Scott points to one study in which scientists poked and prodded black widows, trying to get them to bite. The findings were conclusive: “they’re either going to run away because they’re much more afraid of us than we are of them, they’re going to play dead to try to get us to leave them alone, or they’ll fling sticky silk, which is their main defense,” she says.
“It was only when the researchers squeezed them between silicone fingers that the spiders ever bit,” she adds, “and even then, only about 60% of the time would the black widows bite — when they were being squeezed, and had no other recourse.” She adds that when the spiders did bite defensively, over half of those bites were dry, with no venom.
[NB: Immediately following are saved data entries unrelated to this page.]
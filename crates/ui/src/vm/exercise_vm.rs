use chessedu_core::board::{Piece, Square};
use chessedu_core::exercises::ExerciseInfo;
use chessedu_core::model::ExerciseId;
use chessedu_core::steps::{DropOutcome, Interaction, StepDefinition, Verification};
use services::{CompletionTask, ExerciseCapabilities, ExerciseRunner, NextStep};
use tracing::warn;

use crate::views::ViewError;
use crate::vm::board_vm::{BoardVm, TrayPieceVm, build_board, spare_pieces};
use crate::vm::effects_vm::NotificationKind;

pub const ALREADY_COMPLETE: &str =
    "This step is already complete. You can proceed to the next one.";
pub const NOT_QUITE: &str = "Not quite right. Check the instructions and try again.";
pub const WRONG_MOVE: &str =
    "That move doesn't accomplish the task for this step. Try again or check the hint.";
pub const UNCHECKABLE: &str = "This step could not be checked. Reset the board and try again.";
pub const NO_HINT: &str = "No hint for this step.";

#[derive(Clone, Copy, Debug, PartialEq, Eq)]
pub enum BoardIntent {
    Square(Square),
    Tray(Piece),
    Trash,
}

#[derive(Clone, Copy, Debug, PartialEq, Eq)]
pub enum ExerciseIntent {
    Board(BoardIntent),
    Check,
    Next,
    Previous,
    GoTo(usize),
    Reset,
    Hint,
}

pub enum ExerciseOutcome {
    Continue,
    Finished(CompletionTask),
}

#[derive(Clone, Debug, PartialEq, Eq)]
pub struct Feedback {
    pub kind: NotificationKind,
    pub text: String,
}

impl Feedback {
    fn info(text: impl Into<String>) -> Self {
        Self {
            kind: NotificationKind::Info,
            text: text.into(),
        }
    }

    fn success(text: impl Into<String>) -> Self {
        Self {
            kind: NotificationKind::Success,
            text: text.into(),
        }
    }

    fn warning(text: impl Into<String>) -> Self {
        Self {
            kind: NotificationKind::Warning,
            text: text.into(),
        }
    }
}

#[must_use]
pub fn step_intro(index: usize, step: &StepDefinition) -> String {
    format!("Step {}: {}. {}", index + 1, step.title, step.first_task())
}

#[must_use]
pub fn finished_message(title: &str) -> String {
    format!("Congratulations! You have completed the {title} exercise!")
}

#[derive(Clone, Debug, PartialEq, Eq)]
pub struct StepButtonVm {
    pub index: usize,
    pub label: String,
    pub current: bool,
    pub completed: bool,
}

impl StepButtonVm {
    #[must_use]
    pub fn class(&self) -> &'static str {
        match (self.current, self.completed) {
            (true, _) => "step-button current",
            (false, true) => "step-button completed",
            (false, false) => "step-button",
        }
    }
}

#[derive(Clone, Debug, PartialEq, Eq)]
pub struct StepPanelVm {
    pub heading: String,
    pub description: &'static str,
    pub instructions: Option<&'static str>,
    pub tasks: &'static [&'static str],
    pub percent: u32,
    pub next_enabled: bool,
    pub finished: bool,
    pub can_check: bool,
    pub buttons: Vec<StepButtonVm>,
}

/// One running exercise: the runner plus board selection and the latest
/// feedback line.
pub struct ExerciseVm {
    runner: ExerciseRunner,
    selected: Option<Square>,
    tray: Option<Piece>,
    feedback: Feedback,
}

impl ExerciseVm {
    /// # Errors
    ///
    /// Returns `ViewError::Unavailable` when the exercise has no board.
    pub fn start(id: ExerciseId, capabilities: ExerciseCapabilities) -> Result<Self, ViewError> {
        let runner = ExerciseRunner::start(id, capabilities).map_err(|err| {
            warn!(exercise = %id, error = %err, "exercise cannot start");
            ViewError::Unavailable
        })?;
        let feedback = Feedback::info(step_intro(0, runner.current_step()));
        Ok(Self {
            runner,
            selected: None,
            tray: None,
            feedback,
        })
    }

    #[must_use]
    pub fn info(&self) -> &ExerciseInfo {
        self.runner.info()
    }

    #[must_use]
    pub fn feedback(&self) -> &Feedback {
        &self.feedback
    }

    #[must_use]
    pub fn board(&self) -> BoardVm {
        build_board(self.runner.sequence(), self.selected)
    }

    #[must_use]
    pub fn tray(&self) -> Vec<TrayPieceVm> {
        spare_pieces(self.tray)
    }

    #[must_use]
    pub fn panel(&self) -> StepPanelVm {
        let sequence = self.runner.sequence();
        let index = sequence.current_index();
        let step = sequence.current_step();
        StepPanelVm {
            heading: format!("Step {} of {}: {}", index + 1, sequence.total(), step.title),
            description: step.description,
            instructions: step.instructions,
            tasks: step.tasks,
            percent: sequence.progress().percent(),
            next_enabled: sequence.next_enabled(),
            finished: sequence.is_finished(),
            can_check: !sequence.is_finished() && !step.check.judges_moves(),
            buttons: sequence
                .steps()
                .iter()
                .enumerate()
                .map(|(i, _)| StepButtonVm {
                    index: i,
                    label: (i + 1).to_string(),
                    current: i == index,
                    completed: sequence.is_completed(i),
                })
                .collect(),
        }
    }

    pub fn apply(&mut self, intent: ExerciseIntent) -> ExerciseOutcome {
        match intent {
            ExerciseIntent::Board(board) => self.board_intent(board),
            ExerciseIntent::Check => {
                let verification = self.runner.verify();
                self.feedback = match verification {
                    Verification::Completed { step } => Feedback::success(format!(
                        "Correct! You've completed Step {}: {}.",
                        step + 1,
                        self.runner.current_step().title
                    )),
                    other => self.verification_feedback(&other),
                };
            }
            ExerciseIntent::Next => return self.next(),
            ExerciseIntent::Previous => match self.runner.previous() {
                Ok(Some(index)) => self.enter_step(index),
                Ok(None) => {}
                Err(err) => self.report(&err),
            },
            ExerciseIntent::GoTo(index) => match self.runner.go_to_step(index) {
                Ok(_) => self.enter_step(index),
                Err(err) => self.report(&err),
            },
            ExerciseIntent::Reset => match self.runner.reset_board() {
                Ok(()) => {
                    self.clear_selection();
                    self.feedback = Feedback::info(format!(
                        "Board reset. {}",
                        self.runner.current_step().first_task()
                    ));
                }
                Err(err) => self.report(&err),
            },
            ExerciseIntent::Hint => {
                self.feedback = Feedback::info(self.runner.hint().unwrap_or(NO_HINT));
            }
        }
        ExerciseOutcome::Continue
    }

    fn next(&mut self) -> ExerciseOutcome {
        match self.runner.next() {
            Ok(NextStep::Moved(index)) => self.enter_step(index),
            Ok(NextStep::Blocked) => self.feedback = Feedback::warning(NOT_QUITE),
            Ok(NextStep::AlreadyFinished) => {}
            Ok(NextStep::Finished(task)) => {
                self.clear_selection();
                self.feedback = Feedback::success(finished_message(self.info().title));
                return ExerciseOutcome::Finished(task);
            }
            Err(err) => self.report(&err),
        }
        ExerciseOutcome::Continue
    }

    fn enter_step(&mut self, index: usize) {
        self.clear_selection();
        self.feedback = Feedback::info(step_intro(index, self.runner.current_step()));
    }

    fn clear_selection(&mut self) {
        self.selected = None;
        self.tray = None;
    }

    fn report(&mut self, err: &dyn std::error::Error) {
        warn!(exercise = %self.info().id, error = %err, "exercise action failed");
        self.feedback = Feedback {
            kind: NotificationKind::Error,
            text: err.to_string(),
        };
    }

    fn board_intent(&mut self, intent: BoardIntent) {
        let interaction = self.runner.sequence().interaction();
        match intent {
            BoardIntent::Tray(piece) if interaction == Interaction::Setup => {
                self.selected = None;
                self.tray = (self.tray != Some(piece)).then_some(piece);
            }
            BoardIntent::Trash if interaction == Interaction::Setup => {
                if let Some(square) = self.selected.take() {
                    let outcome = self.runner.remove_piece(square);
                    self.after_drop(&outcome);
                }
            }
            BoardIntent::Square(square) => self.square_clicked(interaction, square),
            BoardIntent::Tray(_) | BoardIntent::Trash => {}
        }
    }

    fn square_clicked(&mut self, interaction: Interaction, square: Square) {
        if interaction == Interaction::Locked {
            return;
        }
        if let (Interaction::Setup, Some(piece)) = (interaction, self.tray) {
            let outcome = self.runner.place_piece(square, piece);
            self.after_drop(&outcome);
            return;
        }
        let occupied = self.runner.sequence().placement().piece_at(square).is_some();
        match self.selected {
            Some(from) if from == square => self.selected = None,
            Some(from) => {
                let outcome = self.runner.drop_piece(from, square);
                self.selected = None;
                if outcome == DropOutcome::Rejected && occupied {
                    self.selected = Some(square);
                }
                self.after_drop(&outcome);
            }
            None if occupied => self.selected = Some(square),
            None => {}
        }
    }

    fn after_drop(&mut self, outcome: &DropOutcome) {
        match outcome {
            DropOutcome::Rejected => {}
            DropOutcome::Undone { .. } => self.feedback = Feedback::warning(WRONG_MOVE),
            DropOutcome::Accepted { verification, .. } => match verification {
                Verification::Completed { step } => {
                    self.feedback = Feedback::success(format!(
                        "Excellent! You've completed Step {}: {}.",
                        step + 1,
                        self.runner.current_step().title
                    ));
                }
                Verification::Partial { .. } | Verification::Inconclusive(_) => {
                    self.feedback = self.verification_feedback(verification);
                }
                Verification::AlreadyComplete | Verification::Incomplete => {}
            },
        }
    }

    fn verification_feedback(&self, verification: &Verification) -> Feedback {
        match verification {
            Verification::Completed { .. } | Verification::AlreadyComplete => {
                Feedback::success(ALREADY_COMPLETE)
            }
            Verification::Partial { remaining } => Feedback::info(format!(
                "Good start! Now complete the remaining tasks: {}",
                remaining.join(" ")
            )),
            Verification::Incomplete => Feedback::warning(NOT_QUITE),
            Verification::Inconclusive(_) => Feedback {
                kind: NotificationKind::Error,
                text: UNCHECKABLE.to_owned(),
            },
        }
    }
}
“So [black widows] can control whether or not they inject venom when they bite, and it turns out that venom is really expensive, metabolically, for spiders to produce, and it’s for subduing prey,” Scott says. “It’s not actually for defense, and it’s not very effective at defense. So they want to save up their venom for their next meal, and not waste it on biting.”
“Spiders aren’t going to be living in your house unless they have something to eat,” Rice says. “So they’re there doing something for you in your house, and they do the same thing in agricultural fields. They’ve found that if you take lynx spiders out of agricultural fields, the pest populations just skyrocket because they’re there eating all of these pests without pesticides. They do tons of wonderful things just from eating.”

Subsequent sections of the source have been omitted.